Me empapaba los tobillos mientras giraba con los brazos extendidos ¡Eufórica!

Su luz me ha arrullado, como un niño que juega a las escondidas,
Su calor, su color: amarillo. En las grietas de mis manos falta una línea, esa que todos tienen, esa de la que todos presumen y esa que algunos locos rechazan... Por la que sonríen, lloran, luchan, vuelan y caen (...)

He rozado con mis pasos la arena blanca del olvido, me he refugiado en la llama de miles de miradas, he deseado, he tenido, he amado... He perdido.

He deseado que las olas del mar me cubran, poder al fin flotar mirando de frente a la Luna, pero mi único vestido ha sido la espuma de sus olas. Del cielo me han caído estrellas, aunque ninguna ha concedido mis deseos.

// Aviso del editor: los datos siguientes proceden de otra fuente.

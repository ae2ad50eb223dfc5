// Authorization and session-token core: token codec, permission table,
// authorization engine, role-switch coordinator.

pub mod cookie;
pub mod engine;
pub mod permissions;
pub mod switcher;
pub mod token;

pub use engine::{AuthContext, AuthzEngine, AuthzError, RequestMeta};
pub use permissions::PermissionTable;
pub use switcher::{RoleSwitch, RoleSwitchError, RoleSwitcher};
pub use token::{Claims, TokenCodec, TokenError};
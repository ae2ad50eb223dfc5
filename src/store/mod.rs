// User-record store consumed by the authorization core.
//
// The platform keeps principals in its document database; this service only
// needs lookup, credential verification and active-role persistence, so those
// are expressed as a trait with an in-memory implementation. A database-backed
// implementation lives with the rest of the persistence layer.

use std::collections::HashMap;
use std::sync::RwLock;

use async_trait::async_trait;
use chrono::{DateTime, Utc};
use serde::Serialize;
use sha2::{Digest, Sha256};
use thiserror::Error;
use uuid::Uuid;

use crate::types::{Role, SophisticationLevel};

/// A stored principal: the authenticated actor the authorization core
/// resolves permissions for.
#[derive(Debug, Clone)]
pub struct UserRecord {
    pub id: Uuid,
    pub email: String,
    pub name: String,
    pub level: SophisticationLevel,
    /// Every role ever assigned; never empty, never shrunk by this service.
    pub granted_roles: Vec<Role>,
    /// Current default for permission resolution and UI context.
    /// Always a member of `granted_roles`.
    pub active_role: Role,
    pub created_at: DateTime<Utc>,
    password_salt: String,
    password_digest: String,
}

impl UserRecord {
    /// Build a record, normalizing the role invariants: granted roles are
    /// deduplicated and never empty (CUSTOMER by default), and the active
    /// role is always granted.
    pub fn new(
        email: impl Into<String>,
        name: impl Into<String>,
        password: &str,
        level: SophisticationLevel,
        granted_roles: Vec<Role>,
        active_role: Role,
    ) -> Self {
        let mut granted = granted_roles;
        granted.dedup();
        if granted.is_empty() {
            granted.push(Role::Customer);
        }
        if !granted.contains(&active_role) {
            granted.push(active_role);
        }

        let salt = Uuid::new_v4().to_string();
        let digest = digest_password(&salt, password);

        Self {
            id: Uuid::new_v4(),
            email: email.into(),
            name: name.into(),
            level,
            granted_roles: granted,
            active_role,
            created_at: Utc::now(),
            password_salt: salt,
            password_digest: digest,
        }
    }

    pub fn password_matches(&self, password: &str) -> bool {
        digest_password(&self.password_salt, password) == self.password_digest
    }

    /// Client-facing projection, credential material excluded.
    pub fn view(&self) -> PrincipalView {
        PrincipalView {
            id: self.id,
            email: self.email.clone(),
            name: self.name.clone(),
            role: self.active_role,
            roles: self.granted_roles.clone(),
            intelligence_level: self.level,
        }
    }
}

/// Serializable principal shape returned by session endpoints. Field names
/// follow the token wire contract.
#[derive(Debug, Clone, Serialize)]
#[serde(rename_all = "camelCase")]
pub struct PrincipalView {
    pub id: Uuid,
    pub email: String,
    pub name: String,
    pub role: Role,
    pub roles: Vec<Role>,
    pub intelligence_level: SophisticationLevel,
}

/// Registration input. New principals always start as an unsophisticated
/// CUSTOMER; other roles and tiers come from privileged workflows elsewhere.
#[derive(Debug, Clone)]
pub struct NewUser {
    pub email: String,
    pub name: String,
    pub password: String,
}

#[derive(Debug, Error)]
pub enum StoreError {
    #[error("an account already exists for {0}")]
    DuplicateEmail(String),
    #[error("unknown user {0}")]
    UnknownUser(Uuid),
    #[error("role {0} is not granted to this user")]
    RoleNotGranted(Role),
    #[error("user store unavailable: {0}")]
    Unavailable(String),
}

/// Lookup/update capability the authorization core consumes.
#[async_trait]
pub trait UserStore: Send + Sync {
    async fn create(&self, new_user: NewUser) -> Result<UserRecord, StoreError>;

    async fn find_by_id(&self, id: Uuid) -> Result<Option<UserRecord>, StoreError>;

    async fn find_by_email(&self, email: &str) -> Result<Option<UserRecord>, StoreError>;

    /// Credential check for login. Returns `None` for unknown email or wrong
    /// password; callers should not distinguish the two.
    async fn verify_login(&self, email: &str, password: &str)
        -> Result<Option<UserRecord>, StoreError>;

    /// Persist a new active role. Never grants: fails with `RoleNotGranted`
    /// if the role is not already in the granted set, keeping the
    /// active-role invariant even under racing writers.
    async fn set_active_role(&self, id: Uuid, role: Role) -> Result<UserRecord, StoreError>;
}

/// Process-local store keyed by principal id. Writes take the lock for the
/// whole update, so concurrent role switches for one principal serialize
/// with last-writer-wins.
#[derive(Default)]
pub struct InMemoryUserStore {
    users: RwLock<HashMap<Uuid, UserRecord>>,
}

impl InMemoryUserStore {
    pub fn new() -> Self {
        Self::default()
    }

    /// Insert a fully-formed record, e.g. seeded or test principals.
    pub fn insert(&self, record: UserRecord) -> UserRecord {
        let mut users = self.users.write().unwrap_or_else(|e| e.into_inner());
        users.insert(record.id, record.clone());
        record
    }

    /// Seed the demo principals used in development and by the integration
    /// tests: one per role shape the platform cares about.
    pub fn seed_demo_users(&self) {
        self.insert(UserRecord::new(
            "admin@bazaar.dev",
            "Ada Admin",
            "admin-dev-password",
            SophisticationLevel::Sophisticated,
            vec![Role::Customer, Role::Admin],
            Role::Admin,
        ));
        self.insert(UserRecord::new(
            "seller@bazaar.dev",
            "Sam Seller",
            "seller-dev-password",
            SophisticationLevel::Sophisticated,
            vec![Role::Customer, Role::Seller],
            Role::Customer,
        ));
        self.insert(UserRecord::new(
            "shopper@bazaar.dev",
            "Casey Shopper",
            "shopper-dev-password",
            SophisticationLevel::Unsophisticated,
            vec![Role::Customer],
            Role::Customer,
        ));
        tracing::info!("seeded 3 demo principals into the in-memory user store");
    }
}

#[async_trait]
impl UserStore for InMemoryUserStore {
    async fn create(&self, new_user: NewUser) -> Result<UserRecord, StoreError> {
        let mut users = self.users.write().unwrap_or_else(|e| e.into_inner());
        if users.values().any(|u| u.email.eq_ignore_ascii_case(&new_user.email)) {
            return Err(StoreError::DuplicateEmail(new_user.email));
        }

        let record = UserRecord::new(
            new_user.email,
            new_user.name,
            &new_user.password,
            SophisticationLevel::Unsophisticated,
            vec![Role::Customer],
            Role::Customer,
        );
        users.insert(record.id, record.clone());
        Ok(record)
    }

    async fn find_by_id(&self, id: Uuid) -> Result<Option<UserRecord>, StoreError> {
        let users = self.users.read().unwrap_or_else(|e| e.into_inner());
        Ok(users.get(&id).cloned())
    }

    async fn find_by_email(&self, email: &str) -> Result<Option<UserRecord>, StoreError> {
        let users = self.users.read().unwrap_or_else(|e| e.into_inner());
        Ok(users.values().find(|u| u.email.eq_ignore_ascii_case(email)).cloned())
    }

    async fn verify_login(
        &self,
        email: &str,
        password: &str,
    ) -> Result<Option<UserRecord>, StoreError> {
        let users = self.users.read().unwrap_or_else(|e| e.into_inner());
        Ok(users
            .values()
            .find(|u| u.email.eq_ignore_ascii_case(email) && u.password_matches(password))
            .cloned())
    }

    async fn set_active_role(&self, id: Uuid, role: Role) -> Result<UserRecord, StoreError> {
        let mut users = self.users.write().unwrap_or_else(|e| e.into_inner());
        let record = users.get_mut(&id).ok_or(StoreError::UnknownUser(id))?;
        if !record.granted_roles.contains(&role) {
            return Err(StoreError::RoleNotGranted(role));
        }
        record.active_role = role;
        Ok(record.clone())
    }
}

fn digest_password(salt: &str, password: &str) -> String {
    let mut hasher = Sha256::new();
    hasher.update(salt.as_bytes());
    hasher.update(b":");
    hasher.update(password.as_bytes());
    let digest = hasher.finalize();
    digest.iter().map(|b| format!("{:02x}", b)).collect()
}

Veo en el horizonte a mi amarillo rozar el azul imponente, pero no se tocan, no se abrazan. Se miran, se echan de menos; como a una canción triste y vieja, pero caminan en paralelo, resignados, perdidos, extraños. Solos.

Bailan la misma canción siempre, conocen los pasos, se siguen como en un reflejo, agradecen la cercanía, pero aún más agradecen no tocarse, abrazan su utopía de pertenecerse sin atarse, sin fundirse. Reconocen que es la única manera de no romperse, de no dañarse.

Y caminan por la orilla hasta el ocaso, con la espuma besándole los tobillos, aturdidos, cansados. Solos.